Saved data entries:
//! UpdateDirectory command

use crate::context::EngineContext;
use crate::error::{EngineError, Result};
use crate::operation::{logged, operation, Execute, ExecutionResult};
use crate::types::{DirectoryConfig, DirectoryId, DirectoryKind};
use async_trait::async_trait;
use chrono::Utc;
use serde::{Deserialize, Serialize};
use serde_json::Value;

/// Update directory metadata
#[derive(Debug, Deserialize, Serialize)]
#[serde(rename_all = "camelCase")]
pub struct UpdateDirectory {
    pub id: DirectoryId,
    pub name: Option<String>,
    pub kind: Option<DirectoryKind>,
    pub supports_category: Option<bool>,
    pub order: Option<i32>,
    pub is_enabled: Option<bool>,
    pub config: Option<DirectoryConfig>,
}

operation!(
    UpdateDirectory,
    verb = "update",
    noun = "directory",
    description = "Update directory properties"
);

impl UpdateDirectory {
    pub fn new(id: impl Into<DirectoryId>) -> Self {
        Self {
            id: id.into(),
            name: None,
            kind: None,
            supports_category: None,
            order: None,
            is_enabled: None,
            config: None,
        }
    }

    pub fn with_name(mut self, name: impl Into<String>) -> Self {
        self.name = Some(name.into());
        self
    }

    pub fn with_kind(mut self, kind: DirectoryKind) -> Self {
        self.kind = Some(kind);
        self
    }

    pub fn with_supports_category(mut self, supports: bool) -> Self {
        self.supports_category = Some(supports);
        self
    }

    pub fn with_order(mut self, order: i32) -> Self {
        self.order = Some(order);
        self
    }

    pub fn with_enabled(mut self, enabled: bool) -> Self {
        self.is_enabled = Some(enabled);
        self
    }

    pub fn with_config(mut self, config: DirectoryConfig) -> Self {
        self.config = Some(config);
        self
    }
}

#[async_trait]
impl Execute<EngineContext, EngineError> for UpdateDirectory {
    async fn execute(&self, ctx: &EngineContext) -> ExecutionResult<Value, EngineError> {
        let start = std::time::Instant::now();

        let result: Result<Value> = async {
            let mut directory = ctx.read_directory(&self.id).await?;

            if let Some(name) = &self.name {
                let name = name.trim();
                if name.is_empty() {
                    return Err(EngineError::invalid_schema("name", "directory name cannot be empty"));
                }
                directory.name = name.to_string();
            }
            if let Some(kind) = self.kind {
                directory.kind = kind;
            }
            if let Some(supports) = self.supports_category {
                directory.supports_category = supports;
            }
            if let Some(order) = self.order {
                directory.order = order;
            }
            if let Some(enabled) = self.is_enabled {
                directory.is_enabled = enabled;
            }
            if let Some(config) = &self.config {
                directory.config = config.clone();
            }
            directory.updated_at = Utc::now();

            ctx.write_directory(&directory).await?;
            Ok(serde_json::to_value(&directory)?)
        }
        .await;

        logged(self, start, result)
    }
}

#[cfg(test)]
mod tests {
    use super::*;
    use crate::directory::CreateDirectory;
    use tempfile::TempDir;

    #[tokio::test]
    async fn test_update_directory() {
        let temp = TempDir::new().unwrap();
        let ctx = EngineContext::new(temp.path());
        let created = CreateDirectory::new("app", "crm", "Contacts")
            .execute(&ctx)
            .await
            .into_result()
            .unwrap();

        let result = UpdateDirectory::new(created["id"].as_str().unwrap())
            .with_name("People")
            .with_enabled(false)
            .with_supports_category(true)
            .execute(&ctx)
            .await
            .into_result()
            .unwrap();

        assert_eq!(result["name"], "People");
        assert_eq!(result["isEnabled"], false);
        assert_eq!(result["supportsCategory"], true);
        assert_eq!(result["applicationId"], "app");
    }
}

- **Assignment**: Please state how many lines of the records hold the word "impl", and write nothing but that number.

- **Written answer**: 4